[Collected data]

※ ※ ※

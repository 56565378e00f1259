use axum::{routing::get, Router};

use appointment_cell::{appointment_routes, AppointmentCellState};

pub fn create_router(state: AppointmentCellState) -> Router {
    Router::new()
        .route("/", get(|| async { "CareSync API is running!" }))
        .nest("/appointments", appointment_routes(state))
}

※ ※ ※

## Problem
Where a line in the entries holds the word "Router", copy that line.

## Task solution
use axum::{routing::get, Router};
pub fn create_router(state: AppointmentCellState) -> Router {
    Router::new()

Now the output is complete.